EXERCISE AIM >>
From the entries that follow, extract each line holding the string "flags".

● ● ● ●

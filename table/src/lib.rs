//! Flag tables: loading and saving flag registries as YAML or JSON.
//!
//! The built-in tables of `flag-registry-core` cover the standard commands.
//! A [`FlagTable`] lets a tool describe its own catalogs and command recipes
//! in a file, validate them with the same rules, and export an existing
//! registry for review.
//!
//! # Quick start
//!
//! ```no_run
//! use flag_registry_core::FlagRegistry;
//! use flag_registry_table::FlagTable;
//!
//! // Export the standard registry
//! let standard = FlagRegistry::standard().unwrap();
//! FlagTable::from_registry(&standard).save("flags.yaml").unwrap();
//!
//! // Build a registry from a file
//! let registry = FlagTable::load("flags.yaml").unwrap().into_registry().unwrap();
//! assert!(registry.command("eval").is_ok());
//! ```

mod error;
mod table;

pub use error::{Result, TableError};
pub use table::{CatalogDef, FlagDef, FlagTable, TABLE_FORMAT_VERSION};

● ● ● ●

COMPLETED TASK >>
//! FlagTable::from_registry(&standard).save("flags.yaml").unwrap();
//! let registry = FlagTable::load("flags.yaml").unwrap().into_registry().unwrap();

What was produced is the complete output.